## Work item:
Please make an exact transcription of all the data that follows.

## Excerpted records:
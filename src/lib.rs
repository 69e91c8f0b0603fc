/*!
 * # jimaku-sync - Batch subtitle preparation for Japanese releases
 *
 * A Rust library for preparing Japanese subtitles against local video
 * releases: extract a reference track from every video, clean both sides,
 * and align each pair.
 *
 * ## Features
 *
 * - Discover matching video/subtitle batches in a working directory
 * - Probe embedded subtitle streams and resolve one track per file,
 *   asking the operator only when the batch is ambiguous
 * - Extract the selected tracks with mkvextract
 * - Strip sign/karaoke styles from extracted references by ranked usage
 * - Clean hearing-impaired spans, decorative symbols, furigana glosses
 *   and leading bracketed spans out of Japanese target subtitles, with
 *   one batch-wide decision per category
 * - Align every (reference, target) pair with alass
 * - Scoped staging directories that never outlive the run
 *
 * ## Architecture
 *
 * The library is organized in these main modules:
 * - `app_config`: Configuration management
 * - `subtitle_document`: Subtitle file parsing, rendering and line model
 * - `file_utils`: File system operations and batch discovery
 * - `app_controller`: Main application controller
 * - `decision`: Operator decision sources (terminal and scripted)
 * - `stream_selector`: Stream cataloging and per-batch track selection
 * - `extraction`: ffprobe and mkvextract front-ends
 * - `cleaning_rules`: Category-based batch cleaning engine
 * - `style_filter`: Style usage ranking and filtering
 * - `sync`: alass front-end
 * - `staging`: Scoped temporary directories for intermediate files
 * - `process_utils`: Deadline-bounded external process execution
 * - `errors`: Custom error types for the application
 *
 * ## License
 *
 * This project is licensed under the MIT License
 */

// Global lints configuration
// These lints will be allowed but not auto-fixed
#![allow(clippy::uninlined_format_args)]
#![allow(clippy::redundant_closure_for_method_calls)]
// Add other lints you want to allow but not auto-fix

// Public modules
pub mod app_config;
pub mod subtitle_document;
pub mod file_utils;
pub mod app_controller;
pub mod decision;
pub mod stream_selector;
pub mod extraction;
pub mod cleaning_rules;
pub mod style_filter;
pub mod sync;
pub mod staging;
pub mod process_utils;
pub mod errors;

// Re-export main types for easier usage
pub use app_config::Config;
pub use app_controller::Controller;
pub use subtitle_document::{SubtitleDocument, SubtitleLine};
pub use decision::{DecisionSource, ScriptedDecisions, TerminalDecisions};
pub use stream_selector::{StreamSelection, SubtitleStream};
pub use staging::StagingArea;
pub use errors::{AppError, ConfigError, DocumentError, ToolError};
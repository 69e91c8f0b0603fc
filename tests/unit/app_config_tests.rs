/*!
 * Tests for application configuration functionality
 */

use jimaku_sync::app_config::{Config, LogLevel, ToolConfig};

/// Test default configuration values
#[test]
fn test_default_config_withNoParameters_shouldHaveCorrectDefaults() {
    let config = Config::default();

    assert_eq!(config.tools.ffprobe.path, "ffprobe");
    assert_eq!(config.tools.ffprobe.timeout_secs, 30);
    assert_eq!(config.tools.mkvextract.path, "mkvextract");
    assert_eq!(config.tools.mkvextract.timeout_secs, 120);
    assert_eq!(config.tools.alass.path, "alass");
    assert_eq!(config.tools.alass.timeout_secs, 300);

    assert_eq!(config.log_level, LogLevel::Info);
}

/// Test configuration validation
#[test]
fn test_config_validation_withVariousConfigs_shouldValidateCorrectly() {
    // Start with a valid config
    let mut config = Config::default();
    assert!(config.validate().is_ok());

    // Empty tool path
    config.tools.ffprobe.path = "".to_string();
    assert!(config.validate().is_err());
    config.tools.ffprobe.path = "ffprobe".to_string();

    // Whitespace-only tool path
    config.tools.alass.path = "   ".to_string();
    assert!(config.validate().is_err());
    config.tools.alass.path = "alass".to_string();

    // Zero timeout
    config.tools.mkvextract.timeout_secs = 0;
    assert!(config.validate().is_err());
    config.tools.mkvextract.timeout_secs = 120;

    assert!(config.validate().is_ok());
}

/// Test that a partial config file fills the gaps with defaults
#[test]
fn test_config_deserialization_withPartialJson_shouldApplyDefaults() {
    let json = r#"{
        "tools": {
            "alass": { "path": "/opt/alass/bin/alass", "timeout_secs": 60 }
        },
        "log_level": "debug"
    }"#;

    let config: Config = serde_json::from_str(json).expect("Partial config should deserialize");

    assert_eq!(
        config.tools.alass,
        ToolConfig {
            path: "/opt/alass/bin/alass".to_string(),
            timeout_secs: 60
        }
    );
    assert_eq!(config.tools.ffprobe.path, "ffprobe");
    assert_eq!(config.tools.mkvextract.timeout_secs, 120);
    assert_eq!(config.log_level, LogLevel::Debug);
}

/// Test that an empty JSON object produces the default configuration
#[test]
fn test_config_deserialization_withEmptyJson_shouldMatchDefaults() {
    let config: Config = serde_json::from_str("{}").expect("Empty config should deserialize");

    assert_eq!(config.tools.ffprobe.path, "ffprobe");
    assert_eq!(config.log_level, LogLevel::Info);
    assert!(config.validate().is_ok());
}

/// Test round trip through JSON
#[test]
fn test_config_serialization_withRoundTrip_shouldPreserveValues() {
    let mut config = Config::default();
    config.tools.ffprobe.timeout_secs = 45;
    config.log_level = LogLevel::Trace;

    let json = serde_json::to_string_pretty(&config).expect("Config should serialize");
    let restored: Config = serde_json::from_str(&json).expect("Config should deserialize");

    assert_eq!(restored.tools.ffprobe.timeout_secs, 45);
    assert_eq!(restored.log_level, LogLevel::Trace);
}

## Result of this task:
filename src/lib.rs
repository 69e91c8f0b0603fc
/*!
 * # jimaku-sync - Batch subtitle preparation for Japanese releases
 *
 * A Rust library for preparing Japanese subtitles against local video
 * releases: extract a reference track from every video, clean both sides,
 * and align each pair.
 *
 * ## Features
 *
 * - Discover matching video/subtitle batches in a working directory
 * - Probe embedded subtitle streams and resolve one track per file,
 *   asking the operator only when the batch is ambiguous
 * - Extract the selected tracks with mkvextract
 * - Strip sign/karaoke styles from extracted references by ranked usage
 * - Clean hearing-impaired spans, decorative symbols, furigana glosses
 *   and leading bracketed spans out of Japanese target subtitles, with
 *   one batch-wide decision per category
 * - Align every (reference, target) pair with alass
 * - Scoped staging directories that never outlive the run
 *
 * ## Architecture
 *
 * The library is organized in these main modules:
 * - `app_config`: Configuration management
 * - `subtitle_document`: Subtitle file parsing, rendering and line model
 * - `file_utils`: File system operations and batch discovery
 * - `app_controller`: Main application controller
 * - `decision`: Operator decision sources (terminal and scripted)
 * - `stream_selector`: Stream cataloging and per-batch track selection
 * - `extraction`: ffprobe and mkvextract front-ends
 * - `cleaning_rules`: Category-based batch cleaning engine
 * - `style_filter`: Style usage ranking and filtering
 * - `sync`: alass front-end
 * - `staging`: Scoped temporary directories for intermediate files
 * - `process_utils`: Deadline-bounded external process execution
 * - `errors`: Custom error types for the application
 *
 * ## License
 *
 * This project is licensed under the MIT License
 */

// Global lints configuration
// These lints will be allowed but not auto-fixed
#![allow(clippy::uninlined_format_args)]
#![allow(clippy::redundant_closure_for_method_calls)]
// Add other lints you want to allow but not auto-fix

// Public modules
pub mod app_config;
pub mod subtitle_document;
pub mod file_utils;
pub mod app_controller;
pub mod decision;
pub mod stream_selector;
pub mod extraction;
pub mod cleaning_rules;
pub mod style_filter;
pub mod sync;
pub mod staging;
pub mod process_utils;
pub mod errors;

// Re-export main types for easier usage
pub use app_config::Config;
pub use app_controller::Controller;
pub use subtitle_document::{SubtitleDocument, SubtitleLine};
pub use decision::{DecisionSource, ScriptedDecisions, TerminalDecisions};
pub use stream_selector::{StreamSelection, SubtitleStream};
pub use staging::StagingArea;
pub use errors::{AppError, ConfigError, DocumentError, ToolError};
repository 69e91c8f0b0603fc
filename tests/unit/app_config_tests.rs
/*!
 * Tests for application configuration functionality
 */

use jimaku_sync::app_config::{Config, LogLevel, ToolConfig};

/// Test default configuration values
#[test]
fn test_default_config_withNoParameters_shouldHaveCorrectDefaults() {
    let config = Config::default();

    assert_eq!(config.tools.ffprobe.path, "ffprobe");
    assert_eq!(config.tools.ffprobe.timeout_secs, 30);
    assert_eq!(config.tools.mkvextract.path, "mkvextract");
    assert_eq!(config.tools.mkvextract.timeout_secs, 120);
    assert_eq!(config.tools.alass.path, "alass");
    assert_eq!(config.tools.alass.timeout_secs, 300);

    assert_eq!(config.log_level, LogLevel::Info);
}

/// Test configuration validation
#[test]
fn test_config_validation_withVariousConfigs_shouldValidateCorrectly() {
    // Start with a valid config
    let mut config = Config::default();
    assert!(config.validate().is_ok());

    // Empty tool path
    config.tools.ffprobe.path = "".to_string();
    assert!(config.validate().is_err());
    config.tools.ffprobe.path = "ffprobe".to_string();

    // Whitespace-only tool path
    config.tools.alass.path = "   ".to_string();
    assert!(config.validate().is_err());
    config.tools.alass.path = "alass".to_string();

    // Zero timeout
    config.tools.mkvextract.timeout_secs = 0;
    assert!(config.validate().is_err());
    config.tools.mkvextract.timeout_secs = 120;

    assert!(config.validate().is_ok());
}

/// Test that a partial config file fills the gaps with defaults
#[test]
fn test_config_deserialization_withPartialJson_shouldApplyDefaults() {
    let json = r#"{
        "tools": {
            "alass": { "path": "/opt/alass/bin/alass", "timeout_secs": 60 }
        },
        "log_level": "debug"
    }"#;

    let config: Config = serde_json::from_str(json).expect("Partial config should deserialize");

    assert_eq!(
        config.tools.alass,
        ToolConfig {
            path: "/opt/alass/bin/alass".to_string(),
            timeout_secs: 60
        }
    );
    assert_eq!(config.tools.ffprobe.path, "ffprobe");
    assert_eq!(config.tools.mkvextract.timeout_secs, 120);
    assert_eq!(config.log_level, LogLevel::Debug);
}

/// Test that an empty JSON object produces the default configuration
#[test]
fn test_config_deserialization_withEmptyJson_shouldMatchDefaults() {
    let config: Config = serde_json::from_str("{}").expect("Empty config should deserialize");

    assert_eq!(config.tools.ffprobe.path, "ffprobe");
    assert_eq!(config.log_level, LogLevel::Info);
    assert!(config.validate().is_ok());
}

/// Test round trip through JSON
#[test]
fn test_config_serialization_withRoundTrip_shouldPreserveValues() {
    let mut config = Config::default();
    config.tools.ffprobe.timeout_secs = 45;
    config.log_level = LogLevel::Trace;

    let json = serde_json::to_string_pretty(&config).expect("Config should serialize");
    let restored: Config = serde_json::from_str(&json).expect("Config should deserialize");

    assert_eq!(restored.tools.ffprobe.timeout_secs, 45);
    assert_eq!(restored.log_level, LogLevel::Trace);
}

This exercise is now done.